- EXERCISE BRIEF: Every line of the records below that holds the word "failed" should be copied out.

- Stored data:
>>>

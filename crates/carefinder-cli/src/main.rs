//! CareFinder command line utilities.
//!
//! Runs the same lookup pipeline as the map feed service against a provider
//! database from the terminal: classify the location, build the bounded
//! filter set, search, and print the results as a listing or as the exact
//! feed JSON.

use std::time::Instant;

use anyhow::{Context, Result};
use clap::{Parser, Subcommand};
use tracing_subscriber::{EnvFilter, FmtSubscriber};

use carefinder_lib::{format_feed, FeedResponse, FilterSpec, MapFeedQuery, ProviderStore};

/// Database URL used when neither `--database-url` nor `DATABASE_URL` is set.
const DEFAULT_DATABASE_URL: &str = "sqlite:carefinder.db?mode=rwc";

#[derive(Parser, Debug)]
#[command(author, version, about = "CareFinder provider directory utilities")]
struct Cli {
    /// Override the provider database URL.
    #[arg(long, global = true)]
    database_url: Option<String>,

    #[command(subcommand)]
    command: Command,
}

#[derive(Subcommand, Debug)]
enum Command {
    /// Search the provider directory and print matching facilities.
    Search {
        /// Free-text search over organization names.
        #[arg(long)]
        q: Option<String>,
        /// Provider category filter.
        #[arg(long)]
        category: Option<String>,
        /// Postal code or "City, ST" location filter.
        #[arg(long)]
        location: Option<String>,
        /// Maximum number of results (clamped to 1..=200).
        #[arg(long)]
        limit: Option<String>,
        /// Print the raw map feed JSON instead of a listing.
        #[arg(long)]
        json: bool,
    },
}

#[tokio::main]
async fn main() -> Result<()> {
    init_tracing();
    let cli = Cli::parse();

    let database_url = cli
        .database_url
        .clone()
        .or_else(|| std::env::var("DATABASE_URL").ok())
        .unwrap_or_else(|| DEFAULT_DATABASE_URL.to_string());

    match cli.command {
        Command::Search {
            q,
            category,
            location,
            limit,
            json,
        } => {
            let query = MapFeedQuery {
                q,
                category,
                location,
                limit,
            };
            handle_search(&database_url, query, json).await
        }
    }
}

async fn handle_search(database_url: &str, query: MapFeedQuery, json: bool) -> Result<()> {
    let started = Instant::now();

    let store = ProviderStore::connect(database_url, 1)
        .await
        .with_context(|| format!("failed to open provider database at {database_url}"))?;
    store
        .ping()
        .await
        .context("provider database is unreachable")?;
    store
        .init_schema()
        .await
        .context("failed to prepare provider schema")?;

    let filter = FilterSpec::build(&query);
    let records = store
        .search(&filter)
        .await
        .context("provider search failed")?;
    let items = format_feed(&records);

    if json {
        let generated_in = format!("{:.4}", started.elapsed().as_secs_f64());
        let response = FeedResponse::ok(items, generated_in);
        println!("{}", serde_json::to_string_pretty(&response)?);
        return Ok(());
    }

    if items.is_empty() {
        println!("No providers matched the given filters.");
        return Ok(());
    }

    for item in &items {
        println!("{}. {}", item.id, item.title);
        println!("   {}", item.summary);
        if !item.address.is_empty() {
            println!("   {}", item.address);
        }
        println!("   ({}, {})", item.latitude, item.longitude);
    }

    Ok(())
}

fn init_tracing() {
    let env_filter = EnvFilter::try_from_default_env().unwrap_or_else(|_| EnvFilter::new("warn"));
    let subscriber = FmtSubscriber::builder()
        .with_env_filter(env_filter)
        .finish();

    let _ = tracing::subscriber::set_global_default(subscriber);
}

<<<

- ANSWER SECTION:
        .with_context(|| format!("failed to open provider database at {database_url}"))?;
        .context("failed to prepare provider schema")?;
        .context("provider search failed")?;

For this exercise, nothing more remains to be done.